* Work item: Determine the number of lines in the data that contain "poisoned". Answer with that number only.

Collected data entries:
::::::
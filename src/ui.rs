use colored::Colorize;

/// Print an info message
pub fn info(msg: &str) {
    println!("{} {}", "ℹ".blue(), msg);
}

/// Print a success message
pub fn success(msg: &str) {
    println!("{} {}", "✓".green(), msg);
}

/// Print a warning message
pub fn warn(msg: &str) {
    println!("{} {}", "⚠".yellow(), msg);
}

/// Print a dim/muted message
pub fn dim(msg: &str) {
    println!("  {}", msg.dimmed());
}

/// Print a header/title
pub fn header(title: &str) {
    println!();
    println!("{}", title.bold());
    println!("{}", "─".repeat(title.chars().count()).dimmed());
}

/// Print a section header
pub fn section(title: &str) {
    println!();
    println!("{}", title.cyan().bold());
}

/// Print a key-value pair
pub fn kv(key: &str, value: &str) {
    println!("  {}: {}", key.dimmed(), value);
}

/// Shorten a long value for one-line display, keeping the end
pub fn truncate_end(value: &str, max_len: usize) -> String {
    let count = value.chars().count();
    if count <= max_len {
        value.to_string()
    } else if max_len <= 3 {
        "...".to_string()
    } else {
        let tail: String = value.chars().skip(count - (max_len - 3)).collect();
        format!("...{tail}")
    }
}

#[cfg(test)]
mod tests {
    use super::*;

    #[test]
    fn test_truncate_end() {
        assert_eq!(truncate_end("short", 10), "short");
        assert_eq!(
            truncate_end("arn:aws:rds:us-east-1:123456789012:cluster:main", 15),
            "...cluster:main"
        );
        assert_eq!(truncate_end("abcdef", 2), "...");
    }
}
::::::
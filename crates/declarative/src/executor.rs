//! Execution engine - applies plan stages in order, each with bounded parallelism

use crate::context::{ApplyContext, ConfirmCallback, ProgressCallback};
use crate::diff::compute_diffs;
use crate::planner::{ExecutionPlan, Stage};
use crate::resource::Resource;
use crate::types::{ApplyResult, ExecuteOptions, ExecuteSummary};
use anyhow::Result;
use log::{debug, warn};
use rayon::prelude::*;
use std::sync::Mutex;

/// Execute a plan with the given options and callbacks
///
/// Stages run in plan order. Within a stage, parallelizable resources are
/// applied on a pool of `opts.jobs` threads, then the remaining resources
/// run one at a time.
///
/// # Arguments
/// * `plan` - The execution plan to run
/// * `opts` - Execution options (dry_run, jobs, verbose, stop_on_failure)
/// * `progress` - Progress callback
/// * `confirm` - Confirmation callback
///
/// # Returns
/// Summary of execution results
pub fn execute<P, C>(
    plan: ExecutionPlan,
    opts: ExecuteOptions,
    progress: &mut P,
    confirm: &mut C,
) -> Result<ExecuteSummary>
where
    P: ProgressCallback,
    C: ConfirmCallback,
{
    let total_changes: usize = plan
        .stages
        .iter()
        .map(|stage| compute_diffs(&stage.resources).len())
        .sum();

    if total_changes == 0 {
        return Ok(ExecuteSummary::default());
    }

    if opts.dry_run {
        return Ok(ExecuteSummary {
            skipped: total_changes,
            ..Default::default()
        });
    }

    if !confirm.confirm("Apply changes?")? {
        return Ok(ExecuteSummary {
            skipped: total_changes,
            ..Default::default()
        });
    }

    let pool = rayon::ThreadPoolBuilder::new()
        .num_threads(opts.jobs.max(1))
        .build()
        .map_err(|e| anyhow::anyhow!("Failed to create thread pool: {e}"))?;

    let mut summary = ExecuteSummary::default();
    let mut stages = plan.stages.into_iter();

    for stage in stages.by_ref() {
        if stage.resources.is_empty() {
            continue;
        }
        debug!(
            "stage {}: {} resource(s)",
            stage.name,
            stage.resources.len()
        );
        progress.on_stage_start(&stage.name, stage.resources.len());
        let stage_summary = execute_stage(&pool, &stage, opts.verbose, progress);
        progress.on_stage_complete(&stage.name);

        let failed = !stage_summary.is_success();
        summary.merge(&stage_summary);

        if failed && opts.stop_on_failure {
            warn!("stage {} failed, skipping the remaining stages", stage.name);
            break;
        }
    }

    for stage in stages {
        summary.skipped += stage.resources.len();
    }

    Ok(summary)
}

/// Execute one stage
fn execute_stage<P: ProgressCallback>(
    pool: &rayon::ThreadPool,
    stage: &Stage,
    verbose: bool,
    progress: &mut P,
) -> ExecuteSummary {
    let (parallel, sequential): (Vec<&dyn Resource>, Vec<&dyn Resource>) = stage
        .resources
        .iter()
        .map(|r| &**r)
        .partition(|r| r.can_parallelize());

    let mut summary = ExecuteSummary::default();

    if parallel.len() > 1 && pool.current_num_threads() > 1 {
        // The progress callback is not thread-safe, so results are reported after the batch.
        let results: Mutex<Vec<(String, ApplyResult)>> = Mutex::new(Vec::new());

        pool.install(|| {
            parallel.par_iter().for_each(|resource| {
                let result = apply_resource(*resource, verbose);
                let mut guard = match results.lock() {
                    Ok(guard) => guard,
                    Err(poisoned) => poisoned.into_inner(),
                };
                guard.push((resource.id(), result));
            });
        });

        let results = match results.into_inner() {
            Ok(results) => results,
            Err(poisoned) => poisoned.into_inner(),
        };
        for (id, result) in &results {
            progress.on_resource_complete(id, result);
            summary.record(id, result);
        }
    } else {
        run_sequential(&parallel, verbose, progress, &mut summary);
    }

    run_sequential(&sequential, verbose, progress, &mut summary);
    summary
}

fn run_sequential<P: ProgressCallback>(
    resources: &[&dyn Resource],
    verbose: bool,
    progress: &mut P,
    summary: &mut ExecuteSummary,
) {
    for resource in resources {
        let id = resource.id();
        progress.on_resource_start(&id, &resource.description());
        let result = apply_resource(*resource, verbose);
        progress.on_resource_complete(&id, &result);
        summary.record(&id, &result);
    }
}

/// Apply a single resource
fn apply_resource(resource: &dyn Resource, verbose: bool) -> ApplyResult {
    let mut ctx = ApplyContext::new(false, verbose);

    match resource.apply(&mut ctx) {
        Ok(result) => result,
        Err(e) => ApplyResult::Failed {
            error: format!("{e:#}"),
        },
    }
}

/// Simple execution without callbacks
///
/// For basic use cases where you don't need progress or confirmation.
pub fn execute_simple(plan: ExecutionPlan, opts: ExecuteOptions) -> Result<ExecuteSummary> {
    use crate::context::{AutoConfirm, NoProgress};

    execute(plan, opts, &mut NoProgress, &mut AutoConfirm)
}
::::::
* Response to this exercise: 2